J’ai reproduit ce plan circulaire dans cet article. En haut à droite, sur la rive gauche du Rhône vous voyez, un quartier d’immeubles figurés en rose, avec des rues à angle droit : cela correspond à l’aménagement du terrain des Brotteaux. La place, près du Rhône est l’actuel Place Lyautey et le pont qui est le second pont sur le Rhône (le premier étant celui plus bas : le Pont de la Guillotière) s’appelle aujourd’hui le pont Morand.

Voici donc l’idéal de la cité imaginé par Morand : Une ville circulaire avec des rues qui se coupent à angle droit. Les rues qui se coupent à angle droit constituent encore largement la réalité de Lyon.

Le centre du cercle est tracé à partir de l’église Saint–Nizier, au cœur du quartier le plus dense de Lyon, précise le catalogue cité.

« Le projet de plan général de la ville de Lyon et de son agrandissement en forme circulaire, exceptionnel dans l’histoire de l’urbanisme français. Il peut être considéré comme le premier plan général de Lyon, puisqu’il ancre l’histoire de la planification lyonnaise mieux que celle de toute autre ville du royaume dans le siècle et les idéaux des lumières. Même si le plan Morand est combattu par les échevins et par l’Hôtel-Dieu propriétaire d’une grande partie des terrains de la rive gauche et jaloux de ses prérogatives sur les droits de péage, la société par actions créée en 1770 réussit, grâce à l’appui du roi, à construire un second pont sur le Rhône (inauguré en 1775) pont en bois à péage, face à la rue Puits-Gaillot qui va prendre le nom de son créateur [Morand]. »

Catalogue page 41

« Mais l’affaire s’enlise car elle bute autant sur les réticences de l’Hôtel-Dieu à vendre ses terrains que sur celles de l’élite lyonnaise à franchir la barrière du Rhône. Morand qui a acheté un lot en 1765 s’y installe avec son épouse, mais ils y restent seuls. Leur maison est bientôt vendue à l’une des nouvelles loges maçonniques de Lyon.

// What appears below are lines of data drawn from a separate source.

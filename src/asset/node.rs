//! Asset tree: single files and collections of files.

use std::fs;
use std::io;
use std::path::{Path, PathBuf};

use super::filter::{FilterContext, NamedFilter};
use super::{AssetError, FilterError};
use crate::freshness::mtime_secs;
use crate::utils::hash;

/// One source file under the asset root.
#[derive(Debug, Clone)]
pub struct FileAsset {
    source_root: PathBuf,
    /// Relative to `source_root`.
    source_path: PathBuf,
    target_path: String,
    filters: Vec<NamedFilter>,
}

impl FileAsset {
    pub fn new(source_root: impl Into<PathBuf>, source_path: impl Into<PathBuf>) -> Self {
        let source_path = source_path.into();
        let target_path = source_path.to_string_lossy().replace('\\', "/");
        Self {
            source_root: source_root.into(),
            source_path,
            target_path,
            filters: Vec::new(),
        }
    }

    pub fn with_filters(mut self, filters: Vec<NamedFilter>) -> Self {
        self.filters = filters;
        self
    }

    pub fn source_path(&self) -> &Path {
        &self.source_path
    }

    pub fn full_path(&self) -> PathBuf {
        self.source_root.join(&self.source_path)
    }

    pub fn target_path(&self) -> &str {
        &self.target_path
    }

    pub fn set_target_path(&mut self, target_path: impl Into<String>) {
        self.target_path = target_path.into();
    }

    pub fn filters(&self) -> &[NamedFilter] {
        &self.filters
    }

    pub fn last_modified(&self) -> Option<u64> {
        mtime_secs(&self.full_path())
    }

    /// Read the source and run `filters` followed by `extra` over it.
    ///
    /// `target` is where the content will be served from, which differs
    /// from this leaf's own target path when it is part of a collection.
    fn dump_to(&self, target: &str, extra: &[NamedFilter]) -> Result<String, AssetError> {
        let full = self.full_path();
        let mut content = fs::read_to_string(&full).map_err(|err| match err.kind() {
            io::ErrorKind::NotFound => AssetError::SourceNotFound(full.clone()),
            _ => AssetError::Io(full.clone(), err),
        })?;

        let ctx = FilterContext {
            source_path: &self.source_path,
            target_path: target,
        };
        let filters = || self.filters.iter().chain(extra);
        let failed = |f: &NamedFilter| {
            let filter = f.name.clone();
            let target = target.to_string();
            move |source: FilterError| AssetError::Filter {
                filter,
                target,
                source,
            }
        };

        for f in filters() {
            content = f.filter.filter_load(content, &ctx).map_err(failed(f))?;
        }
        for f in filters() {
            content = f.filter.filter_dump(content, &ctx).map_err(failed(f))?;
        }
        Ok(content)
    }
}

/// Ordered leaves bundled into one target, with filters applied to each.
#[derive(Debug, Clone)]
pub struct AssetCollection {
    leaves: Vec<FileAsset>,
    target_path: String,
    filters: Vec<NamedFilter>,
}

impl AssetCollection {
    pub fn new(leaves: Vec<FileAsset>, target_path: impl Into<String>, filters: Vec<NamedFilter>) -> Self {
        Self {
            leaves,
            target_path: target_path.into(),
            filters,
        }
    }

    pub fn leaves(&self) -> &[FileAsset] {
        &self.leaves
    }

    pub fn filters(&self) -> &[NamedFilter] {
        &self.filters
    }
}

#[derive(Debug, Clone)]
pub enum Asset {
    File(FileAsset),
    Collection(AssetCollection),
}

impl Asset {
    pub fn target_path(&self) -> &str {
        match self {
            Self::File(file) => file.target_path(),
            Self::Collection(coll) => &coll.target_path,
        }
    }

    /// Newest source modification time, in unix seconds.
    ///
    /// `None` when no leaf has a readable source.
    pub fn last_modified(&self) -> Option<u64> {
        match self {
            Self::File(file) => file.last_modified(),
            Self::Collection(coll) => coll.leaves.iter().filter_map(FileAsset::last_modified).max(),
        }
    }

    /// Produce the filtered content.
    pub fn dump(&self) -> Result<String, AssetError> {
        match self {
            Self::File(file) => file.dump_to(file.target_path(), &[]),
            Self::Collection(coll) => {
                let parts = coll
                    .leaves
                    .iter()
                    .map(|leaf| leaf.dump_to(&coll.target_path, &coll.filters))
                    .collect::<Result<Vec<_>, _>>()?;
                Ok(parts.join("\n"))
            }
        }
    }

    /// Leaves in traversal order, as standalone assets.
    ///
    /// Collection filters are appended to each leaf's own filters so a leaf
    /// served on its own looks like its slice of the bundle.
    pub fn leaves(&self) -> Vec<Self> {
        self.file_leaves().into_iter().map(Self::File).collect()
    }

    pub fn file_leaves(&self) -> Vec<FileAsset> {
        match self {
            Self::File(file) => vec![file.clone()],
            Self::Collection(coll) => coll
                .leaves
                .iter()
                .map(|leaf| {
                    let mut leaf = leaf.clone();
                    leaf.filters.extend(coll.filters.iter().cloned());
                    leaf
                })
                .collect(),
        }
    }

    /// Number of file leaves.
    pub fn leaf_count(&self) -> usize {
        match self {
            Self::File(_) => 1,
            Self::Collection(coll) => coll.leaves.len(),
        }
    }

    /// Absolute paths of every source file.
    pub fn sources(&self) -> Vec<PathBuf> {
        match self {
            Self::File(file) => vec![file.full_path()],
            Self::Collection(coll) => coll.leaves.iter().map(FileAsset::full_path).collect(),
        }
    }

    /// Filter names applied to the asset as a whole.
    pub fn filter_names(&self) -> Vec<&str> {
        let filters = match self {
            Self::File(file) => &file.filters,
            Self::Collection(coll) => &coll.filters,
        };
        filters.iter().map(|f| f.name.as_str()).collect()
    }

    /// Key identifying the dumped content: target path, and for every leaf
    /// its source, modification time and filter chain.
    pub fn cache_key(&self) -> String {
        let mut parts = vec![self.target_path().to_string()];
        parts.extend(self.filter_names().into_iter().map(str::to_string));
        let leaves: &[FileAsset] = match self {
            Self::File(file) => std::slice::from_ref(file),
            Self::Collection(coll) => &coll.leaves,
        };
        for leaf in leaves {
            parts.push(leaf.full_path().to_string_lossy().into_owned());
            parts.push(leaf.last_modified().map(|t| t.to_string()).unwrap_or_default());
            parts.extend(leaf.filters.iter().map(|f| f.name.clone()));
        }
        hash::digest(&parts)
    }
}

#[cfg(test)]
mod tests {
    use super::*;
    use crate::asset::Filter;
    use std::sync::Arc;
    use tempfile::TempDir;

    struct Upper;

    impl Filter for Upper {
        fn filter_dump(&self, content: String, _: &FilterContext<'_>) -> Result<String, FilterError> {
            Ok(content.to_uppercase())
        }
    }

    struct Broken;

    impl Filter for Broken {
        fn filter_load(&self, _: String, _: &FilterContext<'_>) -> Result<String, FilterError> {
            Err(FilterError::new("boom"))
        }
    }

    fn named(name: &str, filter: Arc<dyn Filter>) -> NamedFilter {
        NamedFilter {
            name: name.into(),
            filter,
        }
    }

    fn fixture() -> TempDir {
        let dir = TempDir::new().unwrap();
        fs::create_dir_all(dir.path().join("css")).unwrap();
        fs::write(dir.path().join("css/a.css"), "a{}").unwrap();
        fs::write(dir.path().join("css/b.css"), "b{}").unwrap();
        dir
    }

    fn collection(root: &Path, filters: Vec<NamedFilter>) -> Asset {
        Asset::Collection(AssetCollection::new(
            vec![FileAsset::new(root, "css/a.css"), FileAsset::new(root, "css/b.css")],
            "css/app.css",
            filters,
        ))
    }

    #[test]
    fn test_collection_dump_applies_filters_per_leaf() {
        let dir = fixture();
        let asset = collection(dir.path(), vec![named("upper", Arc::new(Upper))]);
        assert_eq!(asset.dump().unwrap(), "A{}\nB{}");
        assert_eq!(asset.leaf_count(), 2);
        assert_eq!(asset.filter_names(), vec!["upper"]);
    }

    #[test]
    fn test_leaves_inherit_collection_filters() {
        let dir = fixture();
        let asset = collection(dir.path(), vec![named("upper", Arc::new(Upper))]);
        let leaves = asset.leaves();
        assert_eq!(leaves.len(), 2);
        assert_eq!(leaves[1].dump().unwrap(), "B{}");
        assert_eq!(leaves[0].target_path(), "css/a.css");
    }

    #[test]
    fn test_last_modified_is_newest_leaf() {
        let dir = fixture();
        let asset = collection(dir.path(), vec![]);
        let a = mtime_secs(&dir.path().join("css/a.css"));
        let b = mtime_secs(&dir.path().join("css/b.css"));
        assert_eq!(asset.last_modified(), a.max(b));
    }

    #[test]
    fn test_missing_source() {
        let dir = TempDir::new().unwrap();
        let asset = Asset::File(FileAsset::new(dir.path(), "gone.css"));
        assert_eq!(asset.last_modified(), None);
        assert!(matches!(asset.dump(), Err(AssetError::SourceNotFound(_))));
    }

    #[test]
    fn test_filter_error_names_filter() {
        let dir = fixture();
        let asset = Asset::File(
            FileAsset::new(dir.path(), "css/a.css").with_filters(vec![named("broken", Arc::new(Broken))]),
        );
        match asset.dump() {
            Err(AssetError::Filter { filter, target, .. }) => {
                assert_eq!(filter, "broken");
                assert_eq!(target, "css/a.css");
            }
            other => panic!("expected filter error, got {other:?}"),
        }
    }

    #[test]
    fn test_cache_key_tracks_filters_and_target() {
        let dir = fixture();
        let plain = collection(dir.path(), vec![]);
        let filtered = collection(dir.path(), vec![named("upper", Arc::new(Upper))]);
        assert_eq!(plain.cache_key(), collection(dir.path(), vec![]).cache_key());
        assert_ne!(plain.cache_key(), filtered.cache_key());

        let mut file = FileAsset::new(dir.path(), "css/a.css");
        let before = Asset::File(file.clone()).cache_key();
        file.set_target_path("css/other.css");
        assert_ne!(before, Asset::File(file).cache_key());
    }
}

Le projet va pourtant se réaliser, mais plus tard. Morand ne sera plus là pour le voir. Car :

Morand, guillotiné en 1794, ne verra pas le développement de son quartier, qui interviendra plus tard, à partir de la seconde décennie du siècle suivant.

L’exergue du jour mais face-à-face Morand et Perrache. Les lyonnais et ceux qui passent par Lyon associent ce nom avec « la gare Perrache » gare historique de Lyon. Perrache est le contemporain de Morand, il est né un an avant, en 1726. Il ne sera pas guillotiné, puisqu’il meurt bien avant la révolution, en 1779. Je redonne la parole au catalogue de l’exposition Lyon sur le divan (page 42)

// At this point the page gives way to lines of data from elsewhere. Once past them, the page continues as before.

//! Asset pipeline errors.

use std::path::PathBuf;
use thiserror::Error;

/// Errors raised while building or materializing assets.
#[derive(Debug, Error)]
pub enum AssetError {
    #[error("asset source `{0}` not found")]
    SourceNotFound(PathBuf),

    #[error("IO error on `{0}`")]
    Io(PathBuf, #[source] std::io::Error),

    #[error("there is no `{0}` filter")]
    UnknownFilter(String),

    #[error("there is no `{0}` asset to reference")]
    UnknownAsset(String),

    #[error("invalid input pattern `{0}`")]
    InvalidInput(String),

    #[error("target path `{0}` escapes the output directory")]
    InvalidTargetPath(String),

    #[error("filter `{filter}` failed on `{target}`")]
    Filter {
        filter: String,
        target: String,
        #[source]
        source: FilterError,
    },

    #[error("`assetic.formulae_cache_dir` is not configured")]
    CacheNotConfigured,

    #[error("cache directory `{0}` is not a directory")]
    CacheDir(PathBuf),
}

/// Failure reported by a single filter.
#[derive(Debug, Error)]
#[error("{message}")]
pub struct FilterError {
    message: String,
}

impl FilterError {
    pub fn new(message: impl Into<String>) -> Self {
        Self {
            message: message.into(),
        }
    }
}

« Alors que le plan Morand est paralysé, le sculpteur et dessinateur Perrache se fait lui aussi entrepreneur, en présentant en 1766 aux notables municipaux un autre projet d’extension urbaine, le plan pour la partie méridionale de Lyon, dont l’objet principal est de reporter le confluent jusqu’à la Mulatière en y rattachant l’île Mogniat, qu’avait acheté le consulat en 1735. »

Rappelons où nous en sommes. A la création de Lugdunum, le confluent se trouvait en bas de la colline de la croix rousse. Au sud de la colline, au milieu du Rhône augmenté de la Saône, se trouvait l’île de Canabae. Cette île par l’action humaine et les fluctuations du Rhône va être rattachée à la terre et à la colline de la Croix Rousse pour devenir la célèbre presqu’ile de Lyon.

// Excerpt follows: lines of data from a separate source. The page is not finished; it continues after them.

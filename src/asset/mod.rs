//! Asset pipeline: formulae, filters, asset trees and their managers.
//!
//! # Module Structure
//!
//! ```text
//! asset/
//! ├── formula    # Formula, Formulae (serializable recipes)
//! ├── node       # Asset, FileAsset, AssetCollection
//! ├── filter     # Filter trait, FilterManager, built-in filters
//! ├── minify     # oxc / lightningcss backends
//! ├── factory    # AssetFactory (formula -> asset)
//! ├── manager    # AssetManager, AssetRegistry
//! ├── lazy       # LazyAssetManager (formulae from templates)
//! ├── cache      # FilesystemCache, AssetCache
//! ├── writer     # AssetWriter
//! └── error      # AssetError, FilterError
//! ```

mod cache;
mod error;
mod factory;
mod filter;
mod formula;
mod lazy;
mod manager;
mod minify;
mod node;
mod writer;

pub use cache::{AssetCache, FilesystemCache};
pub use error::{AssetError, FilterError};
pub use factory::AssetFactory;
pub use filter::{Filter, FilterContext, FilterManager, NamedFilter};
pub use formula::{Formula, FormulaOptions, Formulae};
pub use lazy::{DiscoveryError, LazyAssetManager};
pub use manager::{AssetManager, AssetRegistry};
pub use node::{Asset, AssetCollection, FileAsset};
pub use writer::AssetWriter;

Au moment du plan de Perrache, le confluent du Rhône et de la Saône se situe au niveau de la magnifique basilique d’Ainay.

Sur le plan de Perrache, vous voyez en vert l’île Mogniat qui va donc être englobée par les aménagements de Perrache, ce qui aura pour conséquence de porter le confluent jusqu’à sa situation actuelle, c’est-à-dire au nord-est de la commune de Mulatière. Aujourd’hui le Pont de la Mulatière relie la Presquile à la commune du même nom.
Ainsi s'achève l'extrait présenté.